L’ISC du Vietnam s’engage sur la voie de l’indépendance durable
par Thanh Hai VU, directeur général du département des affaires juridiques, et Duong Tan CAO, chef de la division bilatérale de la Cour des comptes du Viêt Nam
Introduction
Les institutions supérieures de contrôle (ISC) jouent un rôle essentiel en confirmant que les contrôles des dépenses publiques fonctionnent correctement et en recommandant la manière dont les organisations du secteur public peuvent agir de manière plus efficace et plus transparente. Elles donnent également aux citoyens l’assurance que les pouvoirs publics utilisent les ressources publiques de manière à en maximiser la valeur et à obtenir des résultats.
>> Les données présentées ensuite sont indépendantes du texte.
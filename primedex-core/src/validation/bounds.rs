//! Array bounds and size validation for artifact payloads

use crate::format::constants::MAX_BOUND;
use crate::PrimedexError;

/// Validate that a byte length holds a whole number of `T` elements
///
/// Returns the element count.
pub const fn validate_array_bounds<T>(byte_len: usize) -> Result<usize, PrimedexError> {
    let element_size = core::mem::size_of::<T>();

    if byte_len % element_size != 0 {
        return Err(PrimedexError::ArrayAlignment);
    }

    let count = byte_len / element_size;

    // Reject arrays whose byte size could overflow downstream arithmetic
    if count > usize::MAX / 8 {
        return Err(PrimedexError::ArraySizeOverflow);
    }

    Ok(count)
}

/// Validate a sieve bound and return the bitmap length in bits (`bound + 1`)
pub const fn validate_bound(bound: u64) -> Result<u64, PrimedexError> {
    if bound > MAX_BOUND {
        return Err(PrimedexError::BoundTooLarge);
    }
    Ok(bound + 1)
}

/// Number of u64 words needed to hold `bits` bits
pub fn word_count(bits: u64) -> Result<usize, PrimedexError> {
    let words = bits.div_ceil(64);
    usize::try_from(words).map_err(|_| PrimedexError::BoundTooLarge)
}
//! End-to-end: build into a scratch directory, reload, and drive the console

use std::io::Cursor;

use primedex::{
    ArtifactKind, ArtifactStore, IoChannel, PrimeEngine, PrimedexConfig, Provenance, QueryService,
    QUERY_PROMPTS,
};

fn responses(output: Vec<u8>) -> Vec<String> {
    String::from_utf8(output)
        .unwrap()
        .lines()
        .filter(|line| !QUERY_PROMPTS.contains(line))
        .map(str::to_string)
        .collect()
}

#[test]
fn build_reload_and_query() {
    let dir = tempfile::tempdir().unwrap();
    let config = PrimedexConfig::default()
        .with_bound(20)
        .with_data_dir(dir.path().join("primes"));
    config.validate().unwrap();

    let engine = PrimeEngine::from_config(&config);
    let (built, provenance) = engine.prepare(config.bound).unwrap();
    assert_eq!(provenance, Provenance::Built);
    for kind in [ArtifactKind::Bitmap, ArtifactKind::List, ArtifactKind::Index] {
        assert!(engine.store().artifact_path(20, kind).is_file());
    }

    // A fresh engine over the same directory must not sieve again
    let engine = PrimeEngine::from_config(&config);
    assert!(engine.store().exists(20));
    let (loaded, provenance) = engine.prepare(config.bound).unwrap();
    assert_eq!(provenance, Provenance::Loaded);
    assert_eq!(loaded, built);

    let script = "start\n1\n100\n-1\n9\n23\nnine\n-1\n-1\n";
    let channel = IoChannel::new(Cursor::new(script), Vec::new());
    let mut service = QueryService::new(loaded.store(), channel);
    let summary = service.run().unwrap();
    assert_eq!(summary.index_queries, 2);
    assert_eq!(summary.primality_queries, 2);
    assert_eq!(summary.rejected_inputs, 1);

    let (_, output) = service.into_channel().into_parts();
    assert_eq!(
        responses(output),
        vec![
            "The prime at index 1 is 5",
            "Index 100 has not been computed yet; only 7 primes are available",
            "9 is not prime",
            "23 is beyond the computed range (largest known prime is 19) and cannot be judged",
            "'nine' is not an integer, try again",
        ]
    );
}

#[test]
fn bounds_are_cached_independently() {
    let dir = tempfile::tempdir().unwrap();
    let engine = PrimeEngine::from_config(&PrimedexConfig::default().with_data_dir(dir.path()));

    let (small, _) = engine.prepare(10).unwrap();
    let (large, _) = engine.prepare(100).unwrap();
    assert_eq!(small.store().primes(), &[3, 5, 7]);
    assert_eq!(large.store().len(), 24);

    assert_eq!(engine.prepare(10).unwrap().1, Provenance::Loaded);
    assert_eq!(engine.prepare(100).unwrap().1, Provenance::Loaded);
}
Cependant, les ISC ont du mal à inspirer cette confiance si elles ne sont pas indépendantes.
Depuis sa création il y a près de 30 ans, le Bureau d’audit de l’État du Viêt Nam (SAV) est devenu progressivement plus indépendant, conformément aux principes de la Déclaration de Lima de 1977, de la Déclaration de Mexico de 2007 et, plus récemment, de l’Agenda 2030 des Nations unies pour le développement durable. Le cheminement de SAV vers l’indépendance a impliqué des considérations à la fois juridiques et pratiques.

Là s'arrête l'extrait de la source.